== Data ==

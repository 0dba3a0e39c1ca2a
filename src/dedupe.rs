//! Duplicate detection and name collision resolution
//!
//! When the planned destination is already taken, the existing file is
//! compared byte for byte with the source. Identical content means the source
//! is a duplicate; different content gets a `_1`, `_2`, ... suffix.

use crate::error::{Error, Result};
use std::fs::File;
use std::io::{self, Read};
use std::path::{Path, PathBuf};
use tracing::trace;

/// Size of each chunk read during content comparison (1MB)
const CHUNK_SIZE: usize = 1024 * 1024;

/// Where a source file should go, given what is already at the destination
#[derive(Debug, Clone, PartialEq, Eq)]
pub enum Resolution {
    /// Nothing at the planned path
    Vacant(PathBuf),
    /// The planned path holds identical content
    Duplicate(PathBuf),
    /// The planned path holds different content; use this suffixed path instead
    Renamed(PathBuf),
}

impl Resolution {
    /// Path the file would be written to, if any
    pub fn target(&self) -> Option<&Path> {
        match self {
            Resolution::Vacant(p) | Resolution::Renamed(p) => Some(p),
            Resolution::Duplicate(_) => None,
        }
    }
}

/// Decide where `source` goes when planned for `candidate`
pub fn resolve_collision(source: &Path, candidate: PathBuf) -> Result<Resolution> {
    if !candidate.exists() {
        return Ok(Resolution::Vacant(candidate));
    }

    let identical = files_identical(source, &candidate).map_err(|e| Error::Comparison {
        source_path: source.to_path_buf(),
        existing: candidate.clone(),
        message: e.to_string(),
    })?;

    if identical {
        trace!(?source, existing = ?candidate, "Content already present at destination");
        return Ok(Resolution::Duplicate(candidate));
    }

    Ok(Resolution::Renamed(next_free_name(&candidate)))
}

/// First `<stem>_<n><ext>` next to `path` that does not exist, counting from 1
pub fn next_free_name(path: &Path) -> PathBuf {
    let stem = path.file_stem().unwrap_or_default();
    let extension = path.extension();
    let parent = path.parent().map(Path::to_path_buf).unwrap_or_default();

    let mut counter: u64 = 1;
    loop {
        let mut name = stem.to_os_string();
        name.push(format!("_{}", counter));
        if let Some(ext) = extension {
            name.push(".");
            name.push(ext);
        }

        let candidate = parent.join(name);
        if !candidate.exists() {
            return candidate;
        }
        counter += 1;
    }
}

/// Compare two files byte for byte.
///
/// Files of different length are unequal without reading any content.
/// Otherwise both are streamed in 1MB chunks, stopping at the first mismatch.
pub fn files_identical(a: &Path, b: &Path) -> io::Result<bool> {
    let len_a = std::fs::metadata(a)?.len();
    let len_b = std::fs::metadata(b)?.len();
    if len_a != len_b {
        return Ok(false);
    }

    let mut file_a = File::open(a)?;
    let mut file_b = File::open(b)?;
    let mut buf_a = vec![0u8; CHUNK_SIZE];
    let mut buf_b = vec![0u8; CHUNK_SIZE];

    loop {
        let read_a = read_chunk(&mut file_a, &mut buf_a)?;
        let read_b = read_chunk(&mut file_b, &mut buf_b)?;

        if read_a != read_b || buf_a[..read_a] != buf_b[..read_b] {
            return Ok(false);
        }
        if read_a == 0 {
            return Ok(true);
        }
    }
}

/// Fill `buf` as far as the reader allows; returns less than `buf.len()` only at EOF
fn read_chunk<R: Read>(reader: &mut R, buf: &mut [u8]) -> io::Result<usize> {
    let mut filled = 0;
    while filled < buf.len() {
        match reader.read(&mut buf[filled..]) {
            Ok(0) => break,
            Ok(n) => filled += n,
            Err(e) if e.kind() == io::ErrorKind::Interrupted => continue,
            Err(e) => return Err(e),
        }
    }
    Ok(filled)
}

#[cfg(test)]
mod tests {
    use super::*;
    use std::fs;
    use std::io::Write;
    use tempfile::{NamedTempFile, tempdir};

    fn temp_with(content: &[u8]) -> NamedTempFile {
        let mut file = NamedTempFile::new().unwrap();
        file.write_all(content).unwrap();
        file.flush().unwrap();
        file
    }

    #[test]
    fn test_identical_content() {
        let a = temp_with(b"same bytes");
        let b = temp_with(b"same bytes");
        assert!(files_identical(a.path(), b.path()).unwrap());
    }

    #[test]
    fn test_same_length_different_content() {
        let a = temp_with(b"content 1");
        let b = temp_with(b"content 2");
        assert!(!files_identical(a.path(), b.path()).unwrap());
    }

    #[test]
    fn test_different_length_is_not_identical() {
        let a = temp_with(b"short");
        let b = temp_with(b"short but longer");
        assert!(!files_identical(a.path(), b.path()).unwrap());
    }

    #[test]
    fn test_multi_chunk_comparison() {
        let mut data = vec![7u8; CHUNK_SIZE * 2 + 123];
        let a = temp_with(&data);
        let b = temp_with(&data);
        assert!(files_identical(a.path(), b.path()).unwrap());

        // Differ only in the last chunk
        let last = data.len() - 1;
        data[last] = 8;
        let c = temp_with(&data);
        assert!(!files_identical(a.path(), c.path()).unwrap());
    }

    #[test]
    fn test_empty_files_are_identical() {
        let a = temp_with(b"");
        let b = temp_with(b"");
        assert!(files_identical(a.path(), b.path()).unwrap());
    }

    #[test]
    fn test_resolve_vacant() {
        let dir = tempdir().unwrap();
        let source = temp_with(b"abc");
        let candidate = dir.path().join("img.png");

        let resolution = resolve_collision(source.path(), candidate.clone()).unwrap();
        assert_eq!(resolution, Resolution::Vacant(candidate));
    }

    #[test]
    fn test_resolve_duplicate() {
        let dir = tempdir().unwrap();
        let source = temp_with(b"abc");
        let candidate = dir.path().join("img.png");
        fs::write(&candidate, b"abc").unwrap();

        let resolution = resolve_collision(source.path(), candidate.clone()).unwrap();
        assert_eq!(resolution, Resolution::Duplicate(candidate));
        assert!(resolution.target().is_none());
    }

    #[test]
    fn test_resolve_renames_with_incrementing_suffix() {
        let dir = tempdir().unwrap();
        let source = temp_with(b"new");
        let candidate = dir.path().join("img.png");
        fs::write(&candidate, b"old").unwrap();
        fs::write(dir.path().join("img_1.png"), b"older").unwrap();

        let resolution = resolve_collision(source.path(), candidate).unwrap();
        assert_eq!(resolution, Resolution::Renamed(dir.path().join("img_2.png")));
    }

    #[test]
    fn test_suffixed_candidates_are_not_compared() {
        // img_1.png holds the same bytes as the source, but only the first
        // planned path is content-checked
        let dir = tempdir().unwrap();
        let source = temp_with(b"payload");
        let candidate = dir.path().join("img.png");
        fs::write(&candidate, b"other").unwrap();
        fs::write(dir.path().join("img_1.png"), b"payload").unwrap();

        let resolution = resolve_collision(source.path(), candidate).unwrap();
        assert_eq!(resolution, Resolution::Renamed(dir.path().join("img_2.png")));
    }

    #[cfg(target_os = "linux")]
    #[test]
    fn test_next_free_name_keeps_non_utf8_bytes() {
        use std::ffi::OsStr;
        use std::os::unix::ffi::OsStrExt;

        let dir = tempdir().unwrap();
        let path = dir.path().join(OsStr::from_bytes(b"caf\xE9.jpg"));
        fs::write(&path, b"x").unwrap();

        let renamed = next_free_name(&path);
        assert_eq!(renamed.file_name().unwrap().as_bytes(), b"caf\xE9_1.jpg");
    }

    #[test]
    fn test_next_free_name_without_extension() {
        let dir = tempdir().unwrap();
        let path = dir.path().join("README");
        fs::write(&path, b"x").unwrap();
        assert_eq!(next_free_name(&path), dir.path().join("README_1"));
    }
}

===

▶ [Assigned task]: Which lines in the data above hold the word "parent"? Return each of them.

▶ [Output below]:
    let parent = path.parent().map(Path::to_path_buf).unwrap_or_default();
        let candidate = parent.join(name);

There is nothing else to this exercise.